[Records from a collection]
____
use chrono::{NaiveDate, Utc};
use rusqlite::Connection;
use uuid::Uuid;

use crate::db::queries;
use crate::errors::AppError;
use crate::models::{Booking, BookingSource, BookingStatus, BookingWithUser, ShiftType};
use crate::services::pricing;

const DATE_FMT: &str = "%Y-%m-%d";

pub struct CreateBooking {
    pub cnic: String,
    pub phone_no: String,
    pub name: String,
    pub booking_date: String,
    pub shift_type: String,
    pub booking_source: Option<String>,
}

/// Strip dashes, then require exactly 13 digits.
pub fn normalize_cnic(cnic: &str) -> Result<String, AppError> {
    let clean: String = cnic.chars().filter(|c| *c != '-').collect();
    if clean.len() != 13 || !clean.chars().all(|c| c.is_ascii_digit()) {
        return Err(AppError::Validation(
            "Invalid CNIC format. Must be 13 digits (with or without dashes)".to_string(),
        ));
    }
    Ok(clean)
}

/// 10-15 digits with an optional leading `+`.
pub fn validate_phone(phone: &str) -> Result<(), AppError> {
    let digits = phone.strip_prefix('+').unwrap_or(phone);
    if digits.len() < 10 || digits.len() > 15 || !digits.chars().all(|c| c.is_ascii_digit()) {
        return Err(AppError::Validation(
            "Invalid phone number format. Must be 10-15 digits (optional + prefix)".to_string(),
        ));
    }
    Ok(())
}

/// Deterministic id: normalized name + ISO date + shift. Collisions across
/// customers sharing a name, date and shift are treated as "already exists".
pub fn derive_booking_id(name: &str, date: &NaiveDate, shift_type: ShiftType) -> String {
    let formatted_name = name.split_whitespace().collect::<Vec<_>>().join("_");
    format!(
        "{formatted_name}-{}-{}",
        date.format(DATE_FMT),
        shift_type.as_str()
    )
}

pub fn create_booking(
    conn: &mut Connection,
    property_id: &str,
    req: &CreateBooking,
) -> Result<BookingWithUser, AppError> {
    let cnic = normalize_cnic(&req.cnic)?;
    validate_phone(&req.phone_no)?;

    let name = req.name.trim();
    if name.is_empty() || req.name.len() > 255 {
        return Err(AppError::Validation(
            "Invalid name format. Must be a non-empty string up to 255 characters".to_string(),
        ));
    }

    let shift_type = ShiftType::parse(&req.shift_type).ok_or_else(|| {
        AppError::Validation(
            "Invalid shift_type. Must be \"Day\", \"Night\", \"Full Day\", or \"Full Night\""
                .to_string(),
        )
    })?;

    let booking_source = match req.booking_source.as_deref() {
        None | Some("") => BookingSource::Website,
        Some(s) => BookingSource::parse(s).ok_or_else(|| {
            AppError::Validation(
                "Invalid booking_source. Must be \"Website\", \"WhatsApp Bot\", or \"Third-Party\""
                    .to_string(),
            )
        })?,
    };

    let booking_date = NaiveDate::parse_from_str(&req.booking_date, DATE_FMT).map_err(|_| {
        AppError::Validation(
            "Invalid booking_date format. Use ISO format (e.g., \"2025-07-23\")".to_string(),
        )
    })?;

    let booking_id = derive_booking_id(name, &booking_date, shift_type);

    let tx = conn.transaction()?;

    if queries::get_booking_by_id(&tx, &booking_id)?.is_some() {
        return Err(AppError::Conflict(format!(
            "Booking ID {booking_id} already exists"
        )));
    }

    if queries::get_property(&tx, property_id)?.is_none() {
        return Err(AppError::NotFound("Property not found".to_string()));
    }

    // Fast path; the unique index on (property_id, booking_date, shift_type)
    // is the authoritative guard.
    if queries::slot_taken(&tx, property_id, &booking_date, shift_type)? {
        return Err(AppError::Conflict(
            "Property is already booked for this date and shift".to_string(),
        ));
    }

    let user = match queries::get_user_by_cnic(&tx, &cnic)? {
        Some(user) => user,
        None => {
            let user_id = Uuid::new_v4().to_string();
            queries::create_booking_user(&tx, &user_id, &cnic, &req.phone_no, name)?;
            queries::get_user_by_cnic(&tx, &cnic)?
                .ok_or_else(|| AppError::Internal(anyhow::anyhow!("user row vanished")))?
        }
    };

    let total_cost = pricing::resolve_price(&tx, property_id, &booking_date, shift_type)?;

    let now = Utc::now().naive_utc();
    let booking = Booking {
        booking_id,
        user_id: Some(user.user_id.clone()),
        property_id: property_id.to_string(),
        booking_date,
        shift_type,
        total_cost,
        booking_source,
        status: BookingStatus::Pending,
        payment_screenshot_url: None,
        booked_at: now,
        created_at: now,
        updated_at: now,
    };

    if let Err(e) = queries::insert_booking(&tx, &booking) {
        if let Some(rusqlite::Error::SqliteFailure(err, _)) = e.downcast_ref::<rusqlite::Error>() {
            if err.code == rusqlite::ErrorCode::ConstraintViolation {
                return Err(AppError::Conflict(
                    "Property is already booked for this date and shift".to_string(),
                ));
            }
        }
        return Err(AppError::Internal(e));
    }

    tx.commit()?;

    Ok(BookingWithUser {
        booking,
        user_name: user.name,
        user_phone_number: user.phone_number,
        user_cnic: user.cnic,
        user_email: user.email,
    })
}

pub fn list_bookings(
    conn: &Connection,
    property_ids: &[String],
) -> Result<Vec<BookingWithUser>, AppError> {
    Ok(queries::get_bookings_for_properties(conn, property_ids)?)
}

/// Shared body of the guarded confirm/cancel endpoints: scoped fetch,
/// same-state rejection, transactional stamp.
pub fn transition_booking(
    conn: &mut Connection,
    property_ids: &[String],
    booking_id: &str,
    target: BookingStatus,
) -> Result<Booking, AppError> {
    if property_ids.is_empty() {
        return Err(AppError::Forbidden(
            "No properties found for this owner".to_string(),
        ));
    }

    let tx = conn.transaction()?;

    let mut booking = queries::get_booking_scoped(&tx, booking_id, property_ids)?.ok_or_else(
        || AppError::NotFound("Booking not found or not associated with this property".to_string()),
    )?;

    if booking.status == target {
        return Err(AppError::Validation(format!(
            "Booking is already {}",
            target.as_str().to_lowercase()
        )));
    }

    let updated_at = queries::set_booking_status(&tx, booking_id, target)?;
    tx.commit()?;

    booking.status = target;
    booking.updated_at = updated_at;
    Ok(booking)
}

/// Sweep every confirmed booking in scope whose date has passed to
/// Completed. An empty sweep is a success, and rerunning it is a no-op.
pub fn complete_past_bookings(
    conn: &mut Connection,
    property_ids: &[String],
) -> Result<Vec<Booking>, AppError> {
    if property_ids.is_empty() {
        return Ok(vec![]);
    }

    let today = Utc::now().date_naive();
    let tx = conn.transaction()?;

    let eligible = queries::get_confirmed_past_bookings(&tx, property_ids, &today)?;
    if eligible.is_empty() {
        tx.commit()?;
        return Ok(vec![]);
    }

    let mut completed = Vec::with_capacity(eligible.len());
    for mut booking in eligible {
        let updated_at = queries::set_booking_status(&tx, &booking.booking_id, BookingStatus::Completed)?;
        booking.status = BookingStatus::Completed;
        booking.updated_at = updated_at;
        completed.push(booking);
    }

    tx.commit()?;
    Ok(completed)
}

/// Generic status reassignment. Without `force` the transition must follow
/// the status graph; `force` is the admin-dashboard escape hatch that may
/// set anything, including re-stamping the current status.
pub fn update_booking_status(
    conn: &mut Connection,
    property_ids: &[String],
    booking_id: &str,
    target: BookingStatus,
    force: bool,
) -> Result<BookingWithUser, AppError> {
    if property_ids.is_empty() {
        return Err(AppError::Forbidden(
            "No properties found for this owner".to_string(),
        ));
    }

    let tx = conn.transaction()?;

    let booking = queries::get_booking_scoped(&tx, booking_id, property_ids)?.ok_or_else(
        || AppError::NotFound("Booking not found or not associated with this property".to_string()),
    )?;

    if !force && !booking.status.can_transition_to(target) {
        return Err(AppError::Validation(format!(
            "Invalid status transition from {} to {}. Set force to override",
            booking.status.as_str(),
            target.as_str()
        )));
    }

    queries::set_booking_status(&tx, booking_id, target)?;
    tx.commit()?;

    queries::get_booking_with_user(conn, booking_id)?
        .ok_or_else(|| AppError::Internal(anyhow::anyhow!("booking vanished after update")))
}

#[cfg(test)]
mod tests {
    use super::*;

    #[test]
    fn cnic_normalization_is_idempotent() {
        assert_eq!(normalize_cnic("12345-6789012-3").unwrap(), "1234567890123");
        assert_eq!(normalize_cnic("1234567890123").unwrap(), "1234567890123");
    }

    #[test]
    fn cnic_wrong_length_rejected() {
        assert!(normalize_cnic("12345").is_err());
        assert!(normalize_cnic("12345678901234").is_err());
        assert!(normalize_cnic("12345-67890a2-3").is_err());
    }

    #[test]
    fn phone_validation() {
        assert!(validate_phone("+923001234567").is_ok());
        assert!(validate_phone("03001234567").is_ok());
        assert!(validate_phone("+92300").is_err());
        assert!(validate_phone("1234567890123456").is_err());
        assert!(validate_phone("+92300123456a").is_err());
    }

    #[test]
    fn booking_id_derivation() {
        let date = NaiveDate::from_ymd_opt(2025, 7, 23).unwrap();
        assert_eq!(
            derive_booking_id("Ali Khan", &date, ShiftType::Day),
            "Ali_Khan-2025-07-23-Day"
        );
        assert_eq!(
            derive_booking_id("  Ali   Khan ", &date, ShiftType::FullNight),
            "Ali_Khan-2025-07-23-Full Night"
        );
    }

    #[test]
    fn guarded_transitions() {
        use BookingStatus::*;
        assert!(Pending.can_transition_to(Confirmed));
        assert!(Pending.can_transition_to(Cancelled));
        assert!(Confirmed.can_transition_to(Completed));
        assert!(Confirmed.can_transition_to(Cancelled));
        assert!(!Cancelled.can_transition_to(Pending));
        assert!(!Completed.can_transition_to(Confirmed));
        assert!(!Confirmed.can_transition_to(Confirmed));
    }
}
____
A faithful copy of the lines from the line containing "assert!(!Completed.can_transition_to(Confirmed));" to the end of the data should be set down, both ends included, and nothing more.

_Exercise response_
        assert!(!Completed.can_transition_to(Confirmed));
        assert!(!Confirmed.can_transition_to(Confirmed));
    }
}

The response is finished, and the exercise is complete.